[DATA UNDER STUDY — start]

use std::collections::{BTreeMap, HashMap};
use std::sync::Arc;

use tracing::debug;
use uuid::Uuid;

use crate::core::error::MatchError;
use crate::core::ports::{AnalyticsStore, DocumentIndex};
use crate::models::{CountryAnalytics, RankedVendor, VendorSummary};

/// Maximum vendors reported per country.
pub const TOP_VENDORS_PER_COUNTRY: usize = 3;

/// Builds the per-country report from two stores that share no join:
/// window-ranked vendors from the relational store and document volume
/// from the document store, resolved through the relational store's
/// project-to-country mapping.
pub struct CountryAnalyticsAggregator<R, D> {
    relational: Arc<R>,
    documents: Arc<D>,
    window_days: u32,
}

impl<R, D> CountryAnalyticsAggregator<R, D>
where
    R: AnalyticsStore,
    D: DocumentIndex,
{
    pub fn new(relational: Arc<R>, documents: Arc<D>, window_days: u32) -> Self {
        Self {
            relational,
            documents,
            window_days,
        }
    }

    /// Build the full report.
    ///
    /// The ranked vendor query and the document aggregation are
    /// independent and run concurrently; a failure on either side aborts
    /// the whole request rather than returning a half-populated report.
    pub async fn top_vendors_by_country(&self) -> Result<Vec<CountryAnalytics>, MatchError> {
        let (ranked, document_counts) = tokio::try_join!(
            self.relational.top_ranked_vendors(self.window_days),
            self.document_counts_by_country(),
        )?;

        Ok(merge_report(ranked, document_counts))
    }

    /// Document volume per country.
    ///
    /// Two steps because the document store cannot join on countries: the
    /// relational store resolves which active projects belong to which
    /// country, then the document store returns grouped per-project counts.
    async fn document_counts_by_country(&self) -> Result<HashMap<String, u64>, MatchError> {
        let projects_by_country = self.relational.active_projects_by_country().await?;

        let all_project_ids: Vec<Uuid> = projects_by_country
            .values()
            .flatten()
            .copied()
            .collect();

        let per_project = if all_project_ids.is_empty() {
            HashMap::new()
        } else {
            self.documents.count_by_project(&all_project_ids).await?
        };

        debug!(
            "Counted documents for {} active projects across {} countries",
            all_project_ids.len(),
            projects_by_country.len()
        );

        let mut per_country = HashMap::with_capacity(projects_by_country.len());
        for (country_code, project_ids) in projects_by_country {
            let total = project_ids
                .iter()
                .filter_map(|id| per_project.get(id))
                .sum();
            per_country.insert(country_code, total);
        }

        Ok(per_country)
    }
}

/// Merge the two sides into one record per country.
///
/// Pure in-memory work: unions the country codes seen on either side, zeroes
/// the missing side, caps vendors at the top 3 in rank order, and sorts the
/// result by country code.
pub fn merge_report(
    ranked: Vec<RankedVendor>,
    document_counts: HashMap<String, u64>,
) -> Vec<CountryAnalytics> {
    let mut vendors_by_country: BTreeMap<String, Vec<VendorSummary>> = BTreeMap::new();

    // Rows arrive rank-ordered within each country.
    for row in ranked {
        let vendors = vendors_by_country.entry(row.country_code).or_default();
        if vendors.len() < TOP_VENDORS_PER_COUNTRY {
            vendors.push(VendorSummary {
                id: row.vendor_id,
                name: row.vendor_name,
            });
        }
    }

    for country_code in document_counts.keys() {
        vendors_by_country.entry(country_code.clone()).or_default();
    }

    vendors_by_country
        .into_iter()
        .map(|(country_code, top_vendors)| {
            let document_count = document_counts.get(&country_code).copied().unwrap_or(0);
            CountryAnalytics {
                country_code,
                top_vendors,
                document_count,
            }
        })
        .collect()
}

#[cfg(test)]
mod tests {
    use super::*;

    fn ranked(country: &str, name: &str, avg: f64) -> RankedVendor {
        RankedVendor {
            country_code: country.to_string(),
            vendor_id: Uuid::new_v4(),
            vendor_name: name.to_string(),
            avg_score: avg,
        }
    }

    #[test]
    fn test_merge_unions_countries_from_both_sides() {
        let ranked_rows = vec![ranked("DE", "Vendor A", 4.2)];
        let mut counts = HashMap::new();
        counts.insert("EG".to_string(), 7u64);

        let report = merge_report(ranked_rows, counts);

        assert_eq!(report.len(), 2);
        assert_eq!(report[0].country_code, "DE");
        assert_eq!(report[0].document_count, 0);
        assert_eq!(report[0].top_vendors.len(), 1);
        assert_eq!(report[1].country_code, "EG");
        assert_eq!(report[1].document_count, 7);
        assert!(report[1].top_vendors.is_empty());
    }

    #[test]
    fn test_merge_caps_vendors_at_three() {
        let ranked_rows = vec![
            ranked("DE", "V1", 4.8),
            ranked("DE", "V2", 4.5),
            ranked("DE", "V3", 4.1),
            ranked("DE", "V4", 3.9),
        ];

        let report = merge_report(ranked_rows, HashMap::new());

        assert_eq!(report.len(), 1);
        assert_eq!(report[0].top_vendors.len(), 3);
        assert_eq!(report[0].top_vendors[0].name, "V1");
        assert_eq!(report[0].top_vendors[2].name, "V3");
    }

    #[test]
    fn test_merge_sorts_by_country_code() {
        let ranked_rows = vec![
            ranked("SA", "V1", 4.0),
            ranked("AE", "V2", 3.0),
            ranked("DE", "V3", 2.0),
        ];

        let report = merge_report(ranked_rows, HashMap::new());

        let codes: Vec<&str> = report.iter().map(|r| r.country_code.as_str()).collect();
        assert_eq!(codes, vec!["AE", "DE", "SA"]);
    }

    #[test]
    fn test_merge_empty_inputs() {
        let report = merge_report(Vec::new(), HashMap::new());
        assert!(report.is_empty());
    }
}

[DATA UNDER STUDY — finish]

◆ **EXERCISE DIRECTIONS**
Show all lines in the entries above where the word "insert" appears.

◆ **SOLUTION TO THIS PROBLEM**
            per_country.insert(country_code, total);
        counts.insert("EG".to_string(), 7u64);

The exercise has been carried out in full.